:: Task prompt ::
Go over the data and work out how many lines include the word "before". Give that number only.

(Saved entries)
---------------

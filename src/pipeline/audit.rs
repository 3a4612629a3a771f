//! Mandatory receipt logging.
//!
//! First stage in the pipeline: records the original, still-unredacted human
//! prompt before anything else may rewrite or reject it. This emission is the
//! only durable record of prompt receipt, so a failure to reach the sink is
//! fatal — unlike the best-effort redaction event in `redact`.

use crate::error::Result;
use crate::pipeline::Stage;
use crate::prompt::PromptValue;
use crate::services::{AuditEvent, AuditSink};
use async_trait::async_trait;
use std::sync::Arc;

const RECEIPT_MESSAGE: &str = "Received a human prompt for the model.";

pub struct AuditStage {
    sink: Arc<dyn AuditSink>,
}

impl AuditStage {
    pub fn new(sink: Arc<dyn AuditSink>) -> Self {
        Self { sink }
    }
}

#[async_trait]
impl Stage for AuditStage {
    fn name(&self) -> &'static str {
        "audit"
    }

    async fn apply(&self, prompt: PromptValue) -> Result<PromptValue> {
        let text = prompt.latest_human_text()?.to_string();

        // Receipt, not a change: before and after carry the same text.
        self.sink
            .log_events(&[AuditEvent::new(RECEIPT_MESSAGE, &text, &text)])
            .await?;

        Ok(prompt)
    }
}
use colored::*;

pub fn print_banner() {
    let banner = r#"
 __        __            _
 \ \      / /_ _ _ __ __| | ___ _ __
  \ \ /\ / / _` | '__/ _` |/ _ \ '_ \
   \ V  V / (_| | | | (_| |  __/ | | |
    \_/\_/ \__,_|_|  \__,_|\___|_| |_|
    "#;

    println!("{}", banner.bright_cyan().bold());
    println!("{}", "   The checkpoint between your prompt and the model".bright_white().italic());
    println!("{}", "   ================================================".bright_black());
    println!();
}

pub fn print_startup_info(service_domain: &str, model: &str, thresholds: &str) {
    print_step(&format!("Intel/redact/audit services at *.{}", service_domain));
    print_step(&format!("Completion model: {}", model));
    print_step(&format!("Malice thresholds: {}", thresholds));
}

pub fn print_step(msg: &str) {
    println!("{} {}", "➜".bright_blue().bold(), msg);
    tracing::info!("STEP: {}", msg);
}

pub fn print_success(msg: &str) {
    println!("{} {}", "✔".bright_green().bold(), msg);
    tracing::info!("SUCCESS: {}", msg);
}

pub fn print_warning(msg: &str) {
    println!("{} {}", "⚠".bright_yellow().bold(), msg);
    tracing::warn!("WARNING: {}", msg);
}

pub fn print_error(msg: &str) {
    println!("{} {}", "✘".bright_red().bold(), msg);
    tracing::error!("ERROR: {}", msg);
}
//! Scripted in-process collaborators for tests. No network.

use crate::error::{Result, WardenError};
use crate::prompt::PromptValue;
use crate::services::{
    AuditEvent, AuditSink, CompletionModel, RedactOracle, RedactionOutcome, ReputationOracle,
};
use async_trait::async_trait;
use std::collections::HashMap;
use std::sync::atomic::{AtomicUsize, Ordering};
use std::sync::Mutex;

/// Answers bulk lookups from a fixed score table. Indicators absent from the
/// table are silently dropped from the response, which is exactly the
/// malformed partial reply the guards must refuse to treat as "no malice".
pub struct ScriptedOracle {
    scores: HashMap<String, u8>,
    calls: AtomicUsize,
}

impl ScriptedOracle {
    pub fn new(entries: &[(&str, u8)]) -> Self {
        Self {
            scores: entries
                .iter()
                .map(|(indicator, score)| (indicator.to_string(), *score))
                .collect(),
            calls: AtomicUsize::new(0),
        }
    }

    pub fn calls(&self) -> usize {
        self.calls.load(Ordering::SeqCst)
    }
}

#[async_trait]
impl ReputationOracle for ScriptedOracle {
    async fn bulk_score(&self, indicators: &[String]) -> Result<HashMap<String, u8>> {
        self.calls.fetch_add(1, Ordering::SeqCst);
        Ok(indicators
            .iter()
            .filter_map(|indicator| {
                self.scores
                    .get(indicator)
                    .map(|score| (indicator.clone(), *score))
            })
            .collect())
    }
}

pub struct FailingOracle {
    pub service: &'static str,
}

#[async_trait]
impl ReputationOracle for FailingOracle {
    async fn bulk_score(&self, _indicators: &[String]) -> Result<HashMap<String, u8>> {
        Err(WardenError::transport(self.service, "connection refused"))
    }
}

pub struct ScriptedRedact {
    outcome: RedactionOutcome,
    calls: AtomicUsize,
}

impl ScriptedRedact {
    pub fn new(redacted_text: Option<&str>, count: u32) -> Self {
        Self {
            outcome: RedactionOutcome {
                redacted_text: redacted_text.map(str::to_string),
                count,
            },
            calls: AtomicUsize::new(0),
        }
    }

    pub fn clean() -> Self {
        Self::new(None, 0)
    }

    pub fn calls(&self) -> usize {
        self.calls.load(Ordering::SeqCst)
    }
}

#[async_trait]
impl RedactOracle for ScriptedRedact {
    async fn redact(&self, _text: &str) -> Result<RedactionOutcome> {
        self.calls.fetch_add(1, Ordering::SeqCst);
        Ok(self.outcome.clone())
    }
}

#[derive(Default)]
pub struct RecordingSink {
    pub events: Mutex<Vec<AuditEvent>>,
    pub fail: bool,
}

impl RecordingSink {
    pub fn failing() -> Self {
        Self {
            events: Mutex::new(Vec::new()),
            fail: true,
        }
    }

    pub fn recorded(&self) -> Vec<AuditEvent> {
        self.events.lock().unwrap().clone()
    }
}

#[async_trait]
impl AuditSink for RecordingSink {
    async fn log_events(&self, events: &[AuditEvent]) -> Result<()> {
        if self.fail {
            return Err(WardenError::transport("audit", "sink offline"));
        }
        self.events.lock().unwrap().extend_from_slice(events);
        Ok(())
    }
}

pub struct RecordingModel {
    reply: String,
    pub seen: Mutex<Vec<PromptValue>>,
}

impl RecordingModel {
    pub fn new(reply: &str) -> Self {
        Self {
            reply: reply.to_string(),
            seen: Mutex::new(Vec::new()),
        }
    }

    pub fn calls(&self) -> usize {
        self.seen.lock().unwrap().len()
    }
}

#[async_trait]
impl CompletionModel for RecordingModel {
    async fn generate(&self, prompt: &PromptValue) -> Result<String> {
        self.seen.lock().unwrap().push(prompt.clone());
        Ok(self.reply.clone())
    }
}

---------------

:: Task result ::
2